Muntazam bir sofrada çok kaliteli bir porselen tabağın ortasına özenilerek konulmuş, yanı çeşitli şekillerde süslenmiş tereyağında ağır ağır piştikten sonra güzelce demlenmiş lezzetli olduğu kadar hoş da gözüken bir pirinç pilavı önümüze geldiğinde soracağımız yegâne soru:”Karabiberi uzatır mısınız?” Peki neden? Sahi karabiberi sevdiğimizden mi bu soruyu soruyoruz? Yoksa vaktiyle Hindistan kökenli bu baharatı seven birisi hiç alakasız olmasına rağmen bembeyaz pilavın üzerine bunu serpip afiyetle yediği için mi?
  Amacım sizi şu mübarek Ramazan gününde acıktırmak yahut gurmelik taslamak “Efendim,pilav öyle yenilmez böyle yenilir.” demek değil haşa.Niyetim bu örnek üzerinden bir soru sormak. Sahiplendiğimiz ve bizim olarak nitelediğimiz duygu, ve olaylar karşısında ki reaksiyonlarımız ne kadar bizim olduğumuzu hesaba çekmek gerekmez mi?
 Duygularımıza yön verip bizi mutlu yahut mutsuz yapan şeylerin gerçekten “bizi  mi” mutlu ya da mutsuz eden şeyler olduğunu sorgulamanın üzerimize bir vazife olduğunu düşünüyorum.  Yetiştiğimiz değer-yargı sistemine göre olaylar karşısında tavır aldığımız aşikâr ancak, ya “batı” orijininde gelişen bu sistem yanlışsa. Duygularımızı yönlendiren pusulanın derecesi biraz olsun bozuksa? Yani “ya tuz da kokuyorsa”?

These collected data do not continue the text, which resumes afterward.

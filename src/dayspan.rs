//! Splits a raw duration ending at a known instant across UTC calendar-day
//! boundaries, walking backward from the end one day at a time. Committed
//! sessions and live (still-open) sessions use the same splitter, so daily
//! buckets always agree with the all-time totals.

use crate::timeutil::{DAY_MS, utc_day_start};

/// One calendar day's share of a split duration. `day` is the UTC-midnight
/// timestamp of the day the share falls on.
#[derive(Debug, Clone, Copy, PartialEq, Eq)]
pub struct DaySlice {
    pub day: i64,
    pub duration: i64,
}

/// Lockstep split of two durations ending at the same instant, used when an
/// activity duration travels with its connected-time baseline.
#[derive(Debug, Clone, Copy, PartialEq, Eq)]
pub struct DayPairSlice {
    pub day: i64,
    pub primary: i64,
    pub baseline: i64,
}

/// Attributes `duration_ms` ending at `end_ms` to the UTC days it covers,
/// in ascending day order. A non-positive duration yields no slices; the
/// slice durations always sum to the input.
pub fn split_into_days(duration_ms: i64, end_ms: i64) -> Vec<DaySlice> {
    let mut slices = Vec::new();
    let mut remaining = duration_ms;
    let mut cursor = end_ms;
    let mut day = utc_day_start(end_ms);

    while remaining > 0 {
        let in_day = remaining.min(cursor - day);
        if in_day > 0 {
            slices.push(DaySlice {
                day,
                duration: in_day,
            });
            remaining -= in_day;
        }
        cursor = day;
        day -= DAY_MS;
    }

    slices.reverse();
    slices
}

/// Same backward walk with two running remainders. Each day takes up to its
/// capacity from both, so the primary and its baseline stay aligned per day.
pub fn split_pair_into_days(primary_ms: i64, baseline_ms: i64, end_ms: i64) -> Vec<DayPairSlice> {
    let mut slices = Vec::new();
    let mut remaining_primary = primary_ms.max(0);
    let mut remaining_baseline = baseline_ms.max(0);
    let mut cursor = end_ms;
    let mut day = utc_day_start(end_ms);

    while remaining_primary > 0 || remaining_baseline > 0 {
        let capacity = cursor - day;
        let primary = remaining_primary.min(capacity);
        let baseline = remaining_baseline.min(capacity);

        if primary > 0 || baseline > 0 {
            slices.push(DayPairSlice {
                day,
                primary,
                baseline,
            });
            remaining_primary -= primary;
            remaining_baseline -= baseline;
        }
        cursor = day;
        day -= DAY_MS;
    }

    slices.reverse();
    slices
}
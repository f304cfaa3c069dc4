pub const CREATE_SESSION_MARKERS: &str = r#"
CREATE TABLE IF NOT EXISTS session_markers (
  guild_id             INTEGER NOT NULL,
  user_id              INTEGER NOT NULL,
  start_connected      INTEGER NOT NULL DEFAULT 0,
  start_muted          INTEGER NOT NULL DEFAULT 0,
  start_deafened       INTEGER NOT NULL DEFAULT 0,
  start_screen_sharing INTEGER NOT NULL DEFAULT 0,
  start_camera         INTEGER NOT NULL DEFAULT 0,
  PRIMARY KEY (guild_id, user_id)
);
"#;

pub const CREATE_USER_AGGREGATES: &str = r#"
CREATE TABLE IF NOT EXISTS user_aggregates (
  guild_id             INTEGER NOT NULL,
  user_id              INTEGER NOT NULL,
  time_connected       INTEGER NOT NULL DEFAULT 0,
  time_muted           INTEGER NOT NULL DEFAULT 0,
  time_deafened        INTEGER NOT NULL DEFAULT 0,
  time_screen_sharing  INTEGER NOT NULL DEFAULT 0,
  time_camera          INTEGER NOT NULL DEFAULT 0,
  max_connected        INTEGER NOT NULL DEFAULT 0,
  max_muted            INTEGER NOT NULL DEFAULT 0,
  max_deafened         INTEGER NOT NULL DEFAULT 0,
  max_screen_sharing   INTEGER NOT NULL DEFAULT 0,
  max_camera           INTEGER NOT NULL DEFAULT 0,
  max_daily_streak     INTEGER NOT NULL DEFAULT 0,
  count_connected      INTEGER NOT NULL DEFAULT 0,
  count_muted          INTEGER NOT NULL DEFAULT 0,
  count_deafened       INTEGER NOT NULL DEFAULT 0,
  count_screen_sharing INTEGER NOT NULL DEFAULT 0,
  count_camera         INTEGER NOT NULL DEFAULT 0,
  count_switch         INTEGER NOT NULL DEFAULT 0,
  daily_streak         INTEGER NOT NULL DEFAULT 0,
  last_activity        INTEGER NOT NULL DEFAULT 0,
  PRIMARY KEY (guild_id, user_id)
);
"#;

pub const CREATE_DAILY_AGGREGATES: &str = r#"
CREATE TABLE IF NOT EXISTS daily_aggregates (
  guild_id             INTEGER NOT NULL,
  user_id              INTEGER NOT NULL,
  day                  INTEGER NOT NULL,
  time_connected       INTEGER NOT NULL DEFAULT 0,
  time_muted           INTEGER NOT NULL DEFAULT 0,
  time_deafened        INTEGER NOT NULL DEFAULT 0,
  time_screen_sharing  INTEGER NOT NULL DEFAULT 0,
  time_camera          INTEGER NOT NULL DEFAULT 0,
  PRIMARY KEY (guild_id, user_id, day)
);
"#;

pub const INDEX_DAILY_AGGREGATES_GUILD_DAY: &str =
    "CREATE INDEX IF NOT EXISTS idx_daily_aggregates_guild_day ON daily_aggregates(guild_id, day);";

pub const INDEX_USER_AGGREGATES_GUILD: &str =
    "CREATE INDEX IF NOT EXISTS idx_user_aggregates_guild ON user_aggregates(guild_id);";

pub fn schema_statements() -> Vec<&'static str> {
    vec![
        CREATE_SESSION_MARKERS,
        CREATE_USER_AGGREGATES,
        CREATE_DAILY_AGGREGATES,
        INDEX_DAILY_AGGREGATES_GUILD_DAY,
        INDEX_USER_AGGREGATES_GUILD,
    ]
}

 Güldüğümüz şeylerin ne kadar gülmek istediğimiz şeyler olduğunu hiç düşünmeden onlara kahkahalar atmak yahut sahte acılar içinde yatağın içinde depresyon ilaçları almak... Eylemlerin samimiyetini sorgulamıyorum, insanları riyakâr olarak yargılamak kimsenin haddine değil. Bahsettiğim bu yoğun duyguları bize yaşatan düşünce sisteminin altyapısı.

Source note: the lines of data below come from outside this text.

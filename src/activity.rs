use anyhow::{Error, anyhow};
use serde::{Deserialize, Serialize};
use std::fmt;
use std::str::FromStr;

/// One tracked voice-state dimension. Closed set; adding a variant requires
/// matching columns in all three stores (see `db::queries`).
#[derive(Debug, Clone, Copy, PartialEq, Eq, Hash, Serialize, Deserialize)]
#[serde(rename_all = "snake_case")]
pub enum Activity {
    Connected,
    Muted,
    Deafened,
    ScreenSharing,
    Camera,
}

impl Activity {
    pub const ALL: [Activity; 5] = [
        Activity::Connected,
        Activity::Muted,
        Activity::Deafened,
        Activity::ScreenSharing,
        Activity::Camera,
    ];

    pub fn as_str(self) -> &'static str {
        match self {
            Activity::Connected => "connected",
            Activity::Muted => "muted",
            Activity::Deafened => "deafened",
            Activity::ScreenSharing => "screen_sharing",
            Activity::Camera => "camera",
        }
    }

    /// Column holding the open-session start timestamp in `session_markers`.
    pub fn start_column(self) -> &'static str {
        match self {
            Activity::Connected => "start_connected",
            Activity::Muted => "start_muted",
            Activity::Deafened => "start_deafened",
            Activity::ScreenSharing => "start_screen_sharing",
            Activity::Camera => "start_camera",
        }
    }

    /// Cumulative-duration column in `user_aggregates` and `daily_aggregates`.
    pub fn time_column(self) -> &'static str {
        match self {
            Activity::Connected => "time_connected",
            Activity::Muted => "time_muted",
            Activity::Deafened => "time_deafened",
            Activity::ScreenSharing => "time_screen_sharing",
            Activity::Camera => "time_camera",
        }
    }

    /// Longest-single-session column in `user_aggregates`.
    pub fn max_column(self) -> &'static str {
        match self {
            Activity::Connected => "max_connected",
            Activity::Muted => "max_muted",
            Activity::Deafened => "max_deafened",
            Activity::ScreenSharing => "max_screen_sharing",
            Activity::Camera => "max_camera",
        }
    }

    /// Completed-session counter column in `user_aggregates`.
    pub fn count_column(self) -> &'static str {
        match self {
            Activity::Connected => "count_connected",
            Activity::Muted => "count_muted",
            Activity::Deafened => "count_deafened",
            Activity::ScreenSharing => "count_screen_sharing",
            Activity::Camera => "count_camera",
        }
    }
}

impl fmt::Display for Activity {
    fn fmt(&self, formatter: &mut fmt::Formatter<'_>) -> fmt::Result {
        formatter.write_str(self.as_str())
    }
}

impl FromStr for Activity {
    type Err = Error;

    fn from_str(raw: &str) -> Result<Self, Self::Err> {
        match raw.trim().to_lowercase().as_str() {
            "connected" | "voice" => Ok(Activity::Connected),
            "muted" | "mute" => Ok(Activity::Muted),
            "deafened" | "deafen" => Ok(Activity::Deafened),
            "screen_sharing" | "screen" | "stream" => Ok(Activity::ScreenSharing),
            "camera" | "video" => Ok(Activity::Camera),
            _ => Err(anyhow!(
                "Unknown activity: {raw}. Expected one of connected|muted|deafened|screen_sharing|camera"
            )),
        }
    }
}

 İçine doğduğumuz ve her saniyesinde etkisi altında kaldığımız bu sistem ya bize birer köle olduğumuzu ve Firavun olmadığımız için üzülmemiz gerektiğini öğütlüyorsa? Ve biz de hayatımızın her anında neden “firavun” değiliz diye hayıflanıyorsak? Güç elimize geçip Firavun olduğumuzda ise yaptıklarımız ile gurur duyuyorsak?

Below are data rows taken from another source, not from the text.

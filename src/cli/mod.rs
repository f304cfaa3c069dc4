use clap::{Parser, Subcommand};
use std::path::PathBuf;

#[derive(Debug, Parser)]
#[command(
    name = "voicetally",
    about = "Voice activity statistics for Discord guilds"
)]
pub struct Cli {
    #[command(subcommand)]
    pub command: Commands,
}

#[derive(Debug, Subcommand)]
pub enum Commands {
    /// Per-user activity report with live totals
    Stats {
        #[arg(long)]
        guild: u64,
        #[arg(long)]
        user: u64,
    },
    /// Guild-wide ranking for one activity
    Rank {
        #[arg(long)]
        guild: u64,
        #[arg(long)]
        activity: String,
        #[arg(long)]
        limit: Option<usize>,
    },
    /// Day-bucketed series for the heatmap renderer
    Heatmap {
        #[arg(long)]
        guild: u64,
        #[arg(long)]
        user: Option<u64>,
        #[arg(long)]
        activity: String,
        #[arg(long)]
        days: Option<u32>,
    },
    /// Feed a JSON-lines file of voice events through the ingestion worker
    Replay {
        #[arg(long)]
        file: PathBuf,
    },
    /// Read or change configuration values
    Config {
        #[command(subcommand)]
        command: ConfigCommands,
    },
    /// Show store totals and open-session counts
    Status,
}

#[derive(Debug, Subcommand)]
pub enum ConfigCommands {
    Set { key: String, value: String },
    Get { key: String },
}
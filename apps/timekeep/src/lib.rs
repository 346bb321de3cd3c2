//! Timekeep: session-authenticated realtime timer tracking.
//!
//! Each authenticated user holds one live websocket. Commands on it start or
//! stop timers; every mutation is acknowledged and followed by a full snapshot,
//! and a heartbeat keeps running timers' progress fresh between commands.

pub mod auth;
pub mod clock;
pub mod config;
pub mod heartbeat;
pub mod protocol;
pub mod registry;
pub mod routes;
pub mod state;
pub mod storage;
pub mod sync;
pub mod telemetry;
pub mod websocket;

pub use routes::build_router;
pub use state::AppState;
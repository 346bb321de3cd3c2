use std::net::SocketAddr;
use std::time::Duration;

use anyhow::{ensure, Context};
use clap::Parser;

use crate::sync::SyncConfig;

#[derive(Debug, Parser)]
#[command(
    name = "timekeep",
    author,
    version,
    about = "Session-authenticated realtime timer tracking server"
)]
pub struct Cli {
    /// Address to bind the HTTP and websocket listener to.
    #[arg(long, env = "TIMEKEEP_LISTEN_ADDR", default_value = "0.0.0.0:3000")]
    pub listen_addr: String,

    /// Postgres connection string. Without it everything is kept in memory.
    #[arg(long, env = "DATABASE_URL")]
    pub database_url: Option<String>,

    #[arg(long, env = "TIMEKEEP_DB_MAX_CONNECTIONS", default_value_t = 5)]
    pub db_max_connections: u32,

    /// Interval between `active_timers` pushes on each live connection.
    #[arg(long, env = "TIMEKEEP_HEARTBEAT_MS", default_value_t = 1000)]
    pub heartbeat_ms: u64,

    /// Expire sessions this many seconds after login. Sessions never expire when unset.
    #[arg(long, env = "TIMEKEEP_SESSION_TTL_SECS")]
    pub session_ttl_secs: Option<u64>,

    /// Close a user's previous live connection when a newer one registers.
    #[arg(long, env = "TIMEKEEP_CLOSE_SUPERSEDED", default_value_t = false)]
    pub close_superseded: bool,

    /// Grace period applied during shutdown.
    #[arg(long, env = "TIMEKEEP_SHUTDOWN_GRACE_SECS", default_value_t = 2)]
    pub shutdown_grace_secs: u64,
}

#[derive(Debug, Clone)]
pub struct ServerConfig {
    pub listen_addr: SocketAddr,
    pub database_url: Option<String>,
    pub db_max_connections: u32,
    pub session_ttl: Option<Duration>,
    pub sync: SyncConfig,
    pub shutdown_grace: Duration,
}

impl TryFrom<Cli> for ServerConfig {
    type Error = anyhow::Error;

    fn try_from(cli: Cli) -> Result<Self, Self::Error> {
        let listen_addr: SocketAddr = cli
            .listen_addr
            .parse()
            .with_context(|| format!("invalid listen address: {}", cli.listen_addr))?;
        ensure!(cli.heartbeat_ms > 0, "heartbeat interval must be positive");
        ensure!(
            cli.db_max_connections > 0,
            "database pool needs at least one connection"
        );
        if let Some(ttl) = cli.session_ttl_secs {
            ensure!(ttl > 0, "session ttl must be positive when set");
        }

        Ok(ServerConfig {
            listen_addr,
            database_url: cli.database_url.filter(|url| !url.trim().is_empty()),
            db_max_connections: cli.db_max_connections,
            session_ttl: cli.session_ttl_secs.map(Duration::from_secs),
            sync: SyncConfig {
                heartbeat_interval: Duration::from_millis(cli.heartbeat_ms),
                close_superseded: cli.close_superseded,
            },
            shutdown_grace: Duration::from_secs(cli.shutdown_grace_secs),
        })
    }
}

#[cfg(test)]
mod tests {
    use super::*;

    fn parse(args: &[&str]) -> anyhow::Result<ServerConfig> {
        let mut argv = vec!["timekeep"];
        argv.extend_from_slice(args);
        ServerConfig::try_from(Cli::try_parse_from(argv)?)
    }

    #[test_timeout::timeout]
    fn explicit_flags_are_validated() {
        let config = parse(&[
            "--listen-addr",
            "127.0.0.1:4000",
            "--database-url",
            "postgres://localhost/timekeep",
            "--db-max-connections",
            "5",
            "--heartbeat-ms",
            "250",
            "--session-ttl-secs",
            "3600",
            "--close-superseded",
            "--shutdown-grace-secs",
            "2",
        ])
        .unwrap();
        assert_eq!(config.listen_addr.port(), 4000);
        assert_eq!(
            config.database_url.as_deref(),
            Some("postgres://localhost/timekeep")
        );
        assert_eq!(config.sync.heartbeat_interval, Duration::from_millis(250));
        assert!(config.sync.close_superseded);
        assert_eq!(config.session_ttl, Some(Duration::from_secs(3600)));
    }

    #[test_timeout::timeout]
    fn rejects_invalid_values() {
        assert!(parse(&["--listen-addr", "not an address"]).is_err());
        assert!(parse(&["--listen-addr", "127.0.0.1:0", "--heartbeat-ms", "0"]).is_err());
        assert!(parse(&["--listen-addr", "127.0.0.1:0", "--session-ttl-secs", "0"]).is_err());
    }
}
//! Shared application state handed to every axum handler.

use std::sync::Arc;
use std::time::Duration;

use metrics_exporter_prometheus::PrometheusHandle;

use crate::auth::{Accounts, SessionResolver};
use crate::clock::{Clock, SystemClock};
use crate::registry::ConnectionRegistry;
use crate::storage::Stores;
use crate::sync::{SyncConfig, SyncEngine};

#[derive(Clone)]
pub struct AppState {
    accounts: Accounts,
    engine: SyncEngine,
    metrics: Option<PrometheusHandle>,
}

impl AppState {
    pub fn new(
        stores: Stores,
        clock: Arc<dyn Clock>,
        session_ttl: Option<Duration>,
        sync: SyncConfig,
    ) -> Self {
        let resolver = SessionResolver::new(&stores, clock.clone(), session_ttl);
        let accounts = Accounts::new(&stores, resolver);
        let engine = SyncEngine::new(stores.timers.clone(), ConnectionRegistry::new(), clock, sync);
        Self {
            accounts,
            engine,
            metrics: None,
        }
    }

    /// In-memory state with the wall clock and default sync settings.
    pub fn in_memory() -> Self {
        Self::new(
            Stores::memory(),
            Arc::new(SystemClock),
            None,
            SyncConfig::default(),
        )
    }

    pub fn with_metrics(mut self, handle: PrometheusHandle) -> Self {
        self.metrics = Some(handle);
        self
    }

    pub fn accounts(&self) -> &Accounts {
        &self.accounts
    }

    pub fn sessions(&self) -> &SessionResolver {
        self.accounts.sessions()
    }

    pub fn engine(&self) -> &SyncEngine {
        &self.engine
    }

    pub fn registry(&self) -> &ConnectionRegistry {
        self.engine.registry()
    }

    pub fn render_metrics(&self) -> Option<String> {
        self.metrics.as_ref().map(PrometheusHandle::render)
    }
}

 Bu kafa karıştırıcı ve düşündürücü sorulardan kurtulmanın tek çözümü kendi kültürümüz ve inancımız altında kendi mutluluk ve hatta kendi mutsuzluk değerlerimiz oluşturmaktan geçiyor. Firavun olamadığımız için değil, bir Firavun olduğu için hayıflandığımız bir sistem…
 Bu sistem pilavı belki yine karabiber ile yiyeceğimiz bir sistem olacak. Ama neden karabiber ile yediğimizin bir cevabını içinde mutlaka barındıracak. Bu da ancak  “ak sütün içindeki ak kılı fark edecek kadar gözü keskin” ve gördüğü bu kılı gözünü kırpmadan çekip alacak kadar cesur bir toplum  ile mümkün.
Taşın altına elimizi ve hatta gövdemizi koymalıyız…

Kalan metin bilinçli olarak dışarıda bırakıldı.